Indiana Child Labor Laws

Indiana child labor laws regulate when, for how long, and at what jobs teens can work. According to my research, all teens 14, 15, 16 and 17 years of age must have a work permit before they can begin work. However, a work permit is not required if the teen has graduated from high school or has received a (GED) diploma.

During school, 14 and 15 year-olds may work 3 hours a day, 18 hours a week, from 7am – 7pm, as long as it doesn’t interfere with their school attendance. 16 and 17 year-olds may work 8 hours a day, 30 hours a week (with a max of 6 days a week) from 6:00am-10:00pm, again if it doesn’t affect school attendance.

On holidays and weekends, 14 and 15 year-olds may work 8 hours a day, 40 hours a week, from 7am – 7pm. 16 and 17 year-olds may work 8 hours a day, 30 hours a week (with a max of 6 days a week) from 6:00am-10:00pm, again if it doesn’t affect school attendance.

I understand that most Indiana employers must provide one or two breaks totaling 30 minutes to teens under the age of 18 who are scheduled to work six or more consecutive hours. The law exempts from this requirement: farm laborers, domestic service workers, golf caddies, newspaper carriers, teens that have completed an approved vocational or special education program, and teens that have withdrawn from school.

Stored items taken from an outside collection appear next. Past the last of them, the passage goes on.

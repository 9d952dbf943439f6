use std::path::PathBuf;
use std::sync::Arc;

use anyhow::{anyhow, Context, Result};
use chrono::Utc;
use clap::{Args, Parser, Subcommand};
use rc_crypto::{kdf, KeyMaterial};
use rc_proto::StoredMessage;
use rc_session::{
    paths, ConversationKind, EncryptionSession, KeyDistributor, SessionState, Settings,
};
use rc_store::{FileKeyStore, KeyStore, SqliteKeyExchange};
use serde_json::json;
use tokio::io::AsyncReadExt;
use tracing::info;

/// Log filter when `RUST_LOG` is unset. Events from this binary use the
/// target `roomcipher`, the bin name.
const DEFAULT_LOG_FILTER: &str = "roomcipher=info,rc_session=info,rc_store=info";

#[derive(Parser)]
#[command(name = "roomcipher")]
#[command(about = "Encrypt, decrypt and share conversation keys", long_about = None)]
struct Cli {
    /// Data directory (defaults to $ROOMCIPHER_DATA_DIR or the platform data dir)
    #[arg(long, global = true)]
    data_dir: Option<PathBuf>,

    /// Participant id used as sender and key publisher
    #[arg(long, global = true, default_value = "local")]
    participant: String,

    #[command(subcommand)]
    command: Commands,
}

#[derive(Args)]
struct Conversation {
    /// Conversation id
    conversation: String,

    /// One-to-one conversation keyed through the exchange record
    #[arg(long)]
    direct: bool,

    /// Create and publish the key if none exists (direct conversations only)
    #[arg(long, requires = "direct")]
    initiator: bool,
}

impl Conversation {
    fn kind(&self) -> ConversationKind {
        if self.direct {
            ConversationKind::Direct {
                initiator: self.initiator,
            }
        } else {
            ConversationKind::Shared
        }
    }
}

#[derive(Subcommand)]
enum Commands {
    /// Print metadata of the id-derived key for a conversation
    Derive {
        conversation: String,
    },

    /// Encrypt a message and print it as stored-message JSON
    Encrypt {
        #[command(flatten)]
        target: Conversation,

        /// Message text
        text: String,
    },

    /// Decrypt a stored-message JSON document (file or stdin)
    Decrypt {
        /// Read from this file instead of stdin
        input: Option<PathBuf>,

        /// Treat the conversation as direct
        #[arg(long)]
        direct: bool,
    },

    /// Replace the conversation key with a new random version
    Rotate {
        #[command(flatten)]
        target: Conversation,
    },

    /// Adopt the published key if it is newer than the cached one
    Resync {
        #[command(flatten)]
        target: Conversation,
    },

    /// Print a share link and QR code for the current key
    Share {
        #[command(flatten)]
        target: Conversation,

        /// Also write the QR code as SVG to this path
        #[arg(long)]
        svg: Option<PathBuf>,
    },

    /// Import a key from a share link
    Import {
        uri: String,
    },

    /// Show the cached key for a conversation
    Show {
        conversation: String,
    },

    /// Delete the cached key for a conversation
    Forget {
        conversation: String,
    },
}

struct App {
    store: Arc<FileKeyStore>,
    distributor: Arc<KeyDistributor>,
    settings: Settings,
    participant: String,
}

impl App {
    async fn open(data_dir: Option<PathBuf>, participant: String) -> Result<Self> {
        let base = match data_dir {
            Some(dir) => dir,
            None => paths::data_dir()?,
        };
        tokio::fs::create_dir_all(&base)
            .await
            .with_context(|| format!("create data dir {}", base.display()))?;

        let settings = Settings::load(&paths::settings_path(&base))?;
        let store = Arc::new(FileKeyStore::open(paths::key_dir(&base)).await?);
        let exchange = Arc::new(SqliteKeyExchange::open(&paths::exchange_db_path(&base)).await?);
        let distributor = Arc::new(KeyDistributor::new(exchange, store.clone()));
        info!(data_dir = %base.display(), "opened roomcipher data dir");

        Ok(Self {
            store,
            distributor,
            settings,
            participant,
        })
    }

    async fn session(&self, conversation_id: &str, kind: ConversationKind) -> Result<EncryptionSession> {
        let session = EncryptionSession::new(
            conversation_id,
            self.participant.clone(),
            kind,
            self.store.clone(),
            self.distributor.clone(),
            self.settings.session.clone(),
        );
        let state = session.init().await?;
        if state != SessionState::Ready {
            info!(conversation_id, "no key yet for conversation");
        }
        Ok(session)
    }
}

fn key_summary(key: &KeyMaterial) -> serde_json::Value {
    json!({
        "conversationId": key.conversation_id(),
        "version": key.version(),
        "createdAt": key.created_at(),
        "expiresAt": key.expires_at(),
        "expired": key.is_expired(),
    })
}

async fn read_input(input: Option<PathBuf>) -> Result<String> {
    match input {
        Some(path) => tokio::fs::read_to_string(&path)
            .await
            .with_context(|| format!("read {}", path.display())),
        None => {
            let mut buf = String::new();
            tokio::io::stdin().read_to_string(&mut buf).await?;
            Ok(buf)
        }
    }
}

#[tokio::main]
async fn main() -> Result<()> {
    tracing_subscriber::fmt()
        .with_writer(std::io::stderr)
        .with_env_filter(
            tracing_subscriber::EnvFilter::try_from_default_env()
                .unwrap_or_else(|_| DEFAULT_LOG_FILTER.into()),
        )
        .init();

    let cli = Cli::parse();

    if let Commands::Derive { conversation } = &cli.command {
        let key = kdf::derive_deterministic(conversation);
        println!("{}", serde_json::to_string_pretty(&key_summary(&key))?);
        return Ok(());
    }

    let app = App::open(cli.data_dir, cli.participant).await?;

    match cli.command {
        Commands::Derive { .. } => {}

        Commands::Encrypt { target, text } => {
            let session = app.session(&target.conversation, target.kind()).await?;
            let envelope = session.encrypt_outbound(&text).await?;
            let message = StoredMessage {
                id: uuid::Uuid::new_v4().to_string(),
                conversation_id: target.conversation,
                sender_id: app.participant.clone(),
                sent_at: Utc::now(),
                envelope,
            };
            println!("{}", serde_json::to_string_pretty(&message)?);
        }

        Commands::Decrypt { input, direct } => {
            let raw = read_input(input).await?;
            let message: StoredMessage =
                serde_json::from_str(&raw).context("parse stored message")?;
            let kind = if direct {
                ConversationKind::Direct { initiator: false }
            } else {
                ConversationKind::Shared
            };
            let session = app.session(&message.conversation_id, kind).await?;
            println!("{}", session.decrypt_inbound(&message.id, &message.envelope).await);
        }

        Commands::Rotate { target } => {
            let session = app.session(&target.conversation, target.kind()).await?;
            let key = session.rotate().await?;
            println!("{}", serde_json::to_string_pretty(&key_summary(&key))?);
        }

        Commands::Resync { target } => {
            let session = app.session(&target.conversation, target.kind()).await?;
            match session.resync().await? {
                Some(key) => println!("{}", serde_json::to_string_pretty(&key_summary(&key))?),
                None => info!(conversation_id = %target.conversation, "cached key is current"),
            }
        }

        Commands::Share { target, svg } => {
            let session = app.session(&target.conversation, target.kind()).await?;
            let payload = session.share().await?;
            let code = KeyDistributor::render_code(&payload)?;
            if let Some(path) = svg {
                tokio::fs::write(&path, code.svg.as_bytes())
                    .await
                    .with_context(|| format!("write {}", path.display()))?;
                info!(path = %path.display(), "wrote QR code");
            }
            println!("{}", code.terminal);
            println!("{}", code.uri);
        }

        Commands::Import { uri } => {
            let payload = KeyDistributor::parse_payload(uri.trim())?;
            let session = EncryptionSession::new(
                payload.conversation_id.clone(),
                app.participant.clone(),
                ConversationKind::Shared,
                app.store.clone(),
                app.distributor.clone(),
                app.settings.session.clone(),
            );
            let key = session.import(uri.trim()).await?;
            println!("{}", serde_json::to_string_pretty(&key_summary(&key))?);
        }

        Commands::Show { conversation } => {
            let key = app
                .store
                .load(&conversation)
                .await?
                .ok_or_else(|| anyhow!("no cached key for {conversation}"))?;
            println!("{}", serde_json::to_string_pretty(&key_summary(&key))?);
        }

        Commands::Forget { conversation } => {
            app.store.clear(&conversation).await?;
            info!(conversation_id = %conversation, "cached key removed");
        }
    }

    Ok(())
}

#[cfg(test)]
mod tests {
    use super::*;
    use clap::CommandFactory;

    #[test]
    fn default_filter_enables_this_binary() {
        let own = format!("{}=info", module_path!());
        assert!(DEFAULT_LOG_FILTER.split(',').any(|d| d == own), "{own}");
    }

    #[test]
    fn cli_definition_is_consistent() {
        Cli::command().debug_assert();
    }
}
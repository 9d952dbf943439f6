use std::path::Path;

use anyhow::Context;
use serde::{Deserialize, Serialize};

/// What to do when an envelope's HMAC does not verify.
#[derive(Debug, Clone, Copy, PartialEq, Eq, Serialize, Deserialize)]
#[serde(rename_all = "snake_case")]
pub enum HmacPolicy {
    /// Reject the envelope. Envelopes with no HMAC at all are still opened.
    Strict,
    /// Log a warning and attempt decryption anyway.
    Advisory,
}

#[derive(Debug, Clone, Serialize, Deserialize)]
#[serde(default)]
pub struct SessionSettings {
    pub hmac_policy: HmacPolicy,
    /// Treat an expired cached key as a refresh trigger.
    pub enforce_key_expiry: bool,
    /// Nonces remembered per session for replay detection.
    pub replay_window: usize,
    /// Reject sealed envelopes that carry no nonce. Turn off only to read
    /// history written before envelopes carried one.
    pub require_nonce: bool,
    /// Shown in place of a message that cannot be decrypted.
    pub decrypt_failure_text: String,
}

impl Default for SessionSettings {
    fn default() -> Self {
        Self {
            hmac_policy: HmacPolicy::Strict,
            enforce_key_expiry: true,
            replay_window: 4096,
            require_nonce: true,
            decrypt_failure_text: "[Unable to decrypt message]".into(),
        }
    }
}

#[derive(Debug, Clone, Default, Serialize, Deserialize)]
#[serde(default)]
pub struct Settings {
    pub session: SessionSettings,
}

impl Settings {
    /// Read settings JSON; a missing file means defaults.
    pub fn load(path: &Path) -> anyhow::Result<Self> {
        match std::fs::read(path) {
            Ok(bytes) => serde_json::from_slice(&bytes)
                .with_context(|| format!("parse settings {}", path.display())),
            Err(e) if e.kind() == std::io::ErrorKind::NotFound => Ok(Self::default()),
            Err(e) => Err(e).with_context(|| format!("read settings {}", path.display())),
        }
    }

    pub fn save(&self, path: &Path) -> anyhow::Result<()> {
        let data = serde_json::to_vec_pretty(self)?;
        std::fs::write(path, data).with_context(|| format!("write settings {}", path.display()))
    }
}

#[cfg(test)]
mod tests {
    use super::*;

    #[test]
    fn missing_file_gives_defaults() {
        let dir = tempfile::tempdir().unwrap();
        let settings = Settings::load(&dir.path().join("settings.json")).unwrap();
        assert_eq!(settings.session.hmac_policy, HmacPolicy::Strict);
        assert!(settings.session.enforce_key_expiry);
    }

    #[test]
    fn partial_file_fills_in_defaults() {
        let dir = tempfile::tempdir().unwrap();
        let path = dir.path().join("settings.json");
        std::fs::write(&path, r#"{"session":{"hmac_policy":"advisory"}}"#).unwrap();
        let settings = Settings::load(&path).unwrap();
        assert_eq!(settings.session.hmac_policy, HmacPolicy::Advisory);
        assert_eq!(settings.session.replay_window, 4096);
        assert!(settings.session.require_nonce);
    }

    #[test]
    fn save_then_load() {
        let dir = tempfile::tempdir().unwrap();
        let path = dir.path().join("settings.json");
        let mut settings = Settings::default();
        settings.session.enforce_key_expiry = false;
        settings.save(&path).unwrap();
        assert!(!Settings::load(&path).unwrap().session.enforce_key_expiry);
    }

    #[test]
    fn garbage_file_is_an_error() {
        let dir = tempfile::tempdir().unwrap();
        let path = dir.path().join("settings.json");
        std::fs::write(&path, "{nope").unwrap();
        assert!(Settings::load(&path).is_err());
    }
}
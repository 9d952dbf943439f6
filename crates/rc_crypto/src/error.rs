use thiserror::Error;

#[derive(Debug, Error)]
pub enum CryptoError {
    #[error("Key generation failed: {0}")]
    KeyGeneration(String),

    #[error("AEAD encryption failed")]
    AeadEncrypt,

    #[error("AEAD decryption failed (authentication tag mismatch — wrong key or tampered data)")]
    AeadDecrypt,

    #[error("Invalid key material: {0}")]
    InvalidKey(String),

    #[error("Nonce {nonce} already seen for another message")]
    Replay { nonce: String },

    #[error("Base64 decode error: {0}")]
    Base64Decode(#[from] base64::DecodeError),
}
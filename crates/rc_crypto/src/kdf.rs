//! Key derivation
//!
//! `derive_deterministic` — SHA-256 of the conversation id. Every participant
//!   computes the same key with no exchange step. Always version 1.
//!
//! `derive_random` — 32 bytes from the OS RNG, used for rotation and for
//!   direct conversations where determinism would leak the key.
//!
//! `message_subkey` — PBKDF2-HMAC-SHA256, stretches the conversation key with a
//!   per-message salt into the AES-256-GCM key.

use chrono::Utc;
use pbkdf2::pbkdf2_hmac;
use rand::{rngs::OsRng, RngCore};
use sha2::{Digest, Sha256};
use zeroize::Zeroizing;

use crate::{
    error::CryptoError,
    key::{KeyMaterial, KEY_LEN},
};

/// PBKDF2 iteration count for message subkeys.
pub const PBKDF2_ITERATIONS: u32 = 100_000;

/// Version assigned to every deterministically derived key.
pub const DETERMINISTIC_VERSION: u32 = 1;

pub fn derive_deterministic(conversation_id: &str) -> KeyMaterial {
    let digest = Sha256::digest(conversation_id.as_bytes());
    KeyMaterial::from_bytes(conversation_id, &digest, DETERMINISTIC_VERSION, Utc::now())
}

/// Fresh random key for `conversation_id` at `version`.
///
/// RNG failure is surfaced, never papered over with a weaker key.
pub fn derive_random(conversation_id: &str, version: u32) -> Result<KeyMaterial, CryptoError> {
    let bytes = random_bytes::<KEY_LEN>()?;
    Ok(KeyMaterial::from_bytes(conversation_id, &bytes[..], version, Utc::now()))
}

/// Derive the per-message AES key from the conversation key and `salt`.
pub fn message_subkey(
    key: &KeyMaterial,
    salt: &[u8],
) -> Result<Zeroizing<[u8; KEY_LEN]>, CryptoError> {
    let password = key.key_bytes()?;
    let mut out = Zeroizing::new([0u8; KEY_LEN]);
    pbkdf2_hmac::<Sha256>(&password, salt, PBKDF2_ITERATIONS, &mut out[..]);
    Ok(out)
}

pub(crate) fn random_bytes<const N: usize>() -> Result<Zeroizing<[u8; N]>, CryptoError> {
    let mut out = Zeroizing::new([0u8; N]);
    OsRng
        .try_fill_bytes(&mut out[..])
        .map_err(|e| CryptoError::KeyGeneration(e.to_string()))?;
    Ok(out)
}

#[cfg(test)]
mod tests {
    use super::*;

    #[test]
    fn deterministic_key_is_stable() {
        let a = derive_deterministic("room-42");
        let b = derive_deterministic("room-42");
        assert_eq!(a.key_b64(), b.key_b64());
        assert_eq!(a.version(), 1);
        assert_eq!(a.key_bytes().unwrap().len(), KEY_LEN);
    }

    #[test]
    fn deterministic_keys_differ_per_conversation() {
        let ids: Vec<String> = (0..64).map(|i| format!("room-{i}")).collect();
        let mut keys: Vec<String> = ids
            .iter()
            .map(|id| derive_deterministic(id).key_b64().to_string())
            .collect();
        keys.sort();
        keys.dedup();
        assert_eq!(keys.len(), ids.len());
    }

    #[test]
    fn random_keys_are_unique() {
        let a = derive_random("dm-1", 2).unwrap();
        let b = derive_random("dm-1", 2).unwrap();
        assert_ne!(a.key_b64(), b.key_b64());
        assert_eq!(a.version(), 2);
    }

    #[test]
    fn subkey_depends_on_salt() {
        let key = derive_deterministic("room-7");
        let k1 = message_subkey(&key, b"salt-one-16bytes").unwrap();
        let k2 = message_subkey(&key, b"salt-two-16bytes").unwrap();
        let k1_again = message_subkey(&key, b"salt-one-16bytes").unwrap();
        assert_ne!(*k1, *k2);
        assert_eq!(*k1, *k1_again);
    }
}
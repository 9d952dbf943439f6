use thiserror::Error;

#[derive(Debug, Error)]
pub enum ProtoError {
    #[error("Base64 decode error: {0}")]
    Base64Decode(#[from] base64::DecodeError),

    #[error("Wrapped key is not valid UTF-8")]
    KeyEncoding,

    #[error("Invalid key version {0}")]
    InvalidVersion(i64),

    #[error("Crypto error: {0}")]
    Crypto(#[from] rc_crypto::CryptoError),
}
use rc_crypto::kdf::{derive_deterministic, derive_random};
use rc_proto::KeyExchangeRecord;
use rc_store::{FileKeyStore, KeyExchange, KeyStore, SqliteKeyExchange};

#[tokio::test]
async fn file_store_roundtrip_and_overwrite() {
    let dir = tempfile::tempdir().unwrap();
    let store = FileKeyStore::open(dir.path().join("keys")).await.unwrap();

    assert!(store.load("room-42").await.unwrap().is_none());

    let v1 = derive_deterministic("room-42");
    store.save("room-42", &v1).await.unwrap();
    let loaded = store.load("room-42").await.unwrap().unwrap();
    assert_eq!(loaded.key_b64(), v1.key_b64());
    assert_eq!(loaded.version(), 1);
    assert_eq!(loaded.conversation_id(), "room-42");

    let v2 = derive_random("room-42", 2).unwrap();
    store.save("room-42", &v2).await.unwrap();
    assert_eq!(store.load("room-42").await.unwrap().unwrap().version(), 2);

    store.clear("room-42").await.unwrap();
    assert!(store.load("room-42").await.unwrap().is_none());
}

#[tokio::test]
async fn file_store_corrupted_record_is_absent() {
    let dir = tempfile::tempdir().unwrap();
    let store = FileKeyStore::open(dir.path()).await.unwrap();
    store.save("room-42", &derive_deterministic("room-42")).await.unwrap();

    let path = store.record_path("room-42");
    let raw = std::fs::read_to_string(&path).unwrap();
    std::fs::write(&path, &raw[..raw.len() / 3]).unwrap();
    assert!(store.load("room-42").await.unwrap().is_none());

    std::fs::write(&path, [0xff, 0xfe, 0x00]).unwrap();
    assert!(store.load("room-42").await.unwrap().is_none());
}

#[tokio::test]
async fn file_store_names_do_not_leak_ids() {
    let dir = tempfile::tempdir().unwrap();
    let store = FileKeyStore::open(dir.path()).await.unwrap();
    let path = store.record_path("../../etc/passwd");
    assert_eq!(path.parent().unwrap(), dir.path());
    store
        .save("../../etc/passwd", &derive_deterministic("x"))
        .await
        .unwrap();
    assert!(path.exists());
}

#[tokio::test]
async fn sqlite_exchange_upsert_is_last_writer_wins() {
    let dir = tempfile::tempdir().unwrap();
    let exchange = SqliteKeyExchange::open(&dir.path().join("exchange.db"))
        .await
        .unwrap();

    assert!(exchange.get("dm-1").await.unwrap().is_none());

    let first = KeyExchangeRecord::from_key(&derive_random("dm-1", 1).unwrap(), "alice");
    exchange.upsert(&first).await.unwrap();
    assert_eq!(exchange.get("dm-1").await.unwrap(), Some(first));

    let second = KeyExchangeRecord::from_key(&derive_random("dm-1", 2).unwrap(), "bob");
    exchange.upsert(&second).await.unwrap();
    assert_eq!(exchange.get("dm-1").await.unwrap(), Some(second.clone()));

    let count: i64 = sqlx::query_scalar("SELECT COUNT(*) FROM key_exchange")
        .fetch_one(&exchange.pool)
        .await
        .unwrap();
    assert_eq!(count, 1);

    // Reopen: migrations are idempotent and data persists.
    exchange.pool.close().await;
    let reopened = SqliteKeyExchange::open(&dir.path().join("exchange.db"))
        .await
        .unwrap();
    assert_eq!(reopened.get("dm-1").await.unwrap(), Some(second));
}
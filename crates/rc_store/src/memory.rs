//! In-memory backends (tests, ephemeral sessions).

use std::collections::HashMap;

use async_trait::async_trait;
use parking_lot::RwLock;
use rc_crypto::KeyMaterial;
use rc_proto::KeyExchangeRecord;

use crate::{
    error::StoreError,
    exchange::KeyExchange,
    key_store::{decode_record, CachedKey, KeyStore},
};

/// Keeps the serialised JSON, so it behaves like the file store on reads.
#[derive(Debug, Default)]
pub struct MemoryKeyStore {
    records: RwLock<HashMap<String, String>>,
}

impl MemoryKeyStore {
    pub fn new() -> Self {
        Self::default()
    }

    /// Store an arbitrary raw record, e.g. a corrupted one.
    pub fn put_raw(&self, conversation_id: &str, raw: impl Into<String>) {
        self.records.write().insert(conversation_id.to_string(), raw.into());
    }

    pub fn raw(&self, conversation_id: &str) -> Option<String> {
        self.records.read().get(conversation_id).cloned()
    }
}

#[async_trait]
impl KeyStore for MemoryKeyStore {
    async fn load(&self, conversation_id: &str) -> Result<Option<KeyMaterial>, StoreError> {
        let raw = self.records.read().get(conversation_id).cloned();
        Ok(raw.and_then(|raw| decode_record(conversation_id, &raw)))
    }

    async fn save(&self, conversation_id: &str, key: &KeyMaterial) -> Result<(), StoreError> {
        let raw = CachedKey::to_json(key)?;
        self.records.write().insert(conversation_id.to_string(), raw);
        Ok(())
    }

    async fn clear(&self, conversation_id: &str) -> Result<(), StoreError> {
        self.records.write().remove(conversation_id);
        Ok(())
    }
}

#[derive(Debug, Default)]
pub struct MemoryKeyExchange {
    records: RwLock<HashMap<String, KeyExchangeRecord>>,
}

impl MemoryKeyExchange {
    pub fn new() -> Self {
        Self::default()
    }
}

#[async_trait]
impl KeyExchange for MemoryKeyExchange {
    async fn upsert(&self, record: &KeyExchangeRecord) -> Result<(), StoreError> {
        self.records
            .write()
            .insert(record.conversation_id.clone(), record.clone());
        Ok(())
    }

    async fn get(&self, conversation_id: &str) -> Result<Option<KeyExchangeRecord>, StoreError> {
        Ok(self.records.read().get(conversation_id).cloned())
    }
}
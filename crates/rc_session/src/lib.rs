//! rc_session — Per-conversation encryption for the chat client
//!
//! The chat UI talks to exactly one type: `EncryptionSession`, built when a
//! conversation view opens and disposed when it closes.
//!
//! # Module layout
//! - `session`     — key lifecycle state machine, outbound encrypt, inbound decrypt
//! - `distributor` — exchange-record channel and scannable out-of-band payloads
//! - `memo`        — per-session decrypted plaintext table
//! - `settings`    — HMAC / expiry / replay policies
//! - `paths`       — data directory layout
//! - `error`       — session error taxonomy

pub mod distributor;
pub mod error;
pub mod memo;
pub mod paths;
pub mod session;
pub mod settings;

pub use distributor::{KeyDistributor, ScannableCode};
pub use error::SessionError;
pub use memo::MemoTable;
pub use session::{ConversationKind, EncryptionSession, SessionState};
pub use settings::{HmacPolicy, SessionSettings, Settings};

Indiana law forbids the employment of minors in the following occupations:

  • 14 and 15 Years of Age cannot work in manufacturing, mining, public around hazardous materials, occupations requiring driving, construction, heavy machinery, and most warehouse jobs.
  • Teens 16 and 17 years of age cannot work around explosives, coal mining, logging, radioactive materials, power-driven machinery, slaughterhouses, demolition, roofing and excavation.
  • Student-learners, 16 and 17 years of age, who are enrolled in a cooperative vocational training program may be exempt from these specific prohibited occupations.

Under Indiana’s child labor laws, warnings are issued and penalties are assessed for employer violations of the law. Any employer found violating Indiana’s child labor laws may be assessed civil penalties.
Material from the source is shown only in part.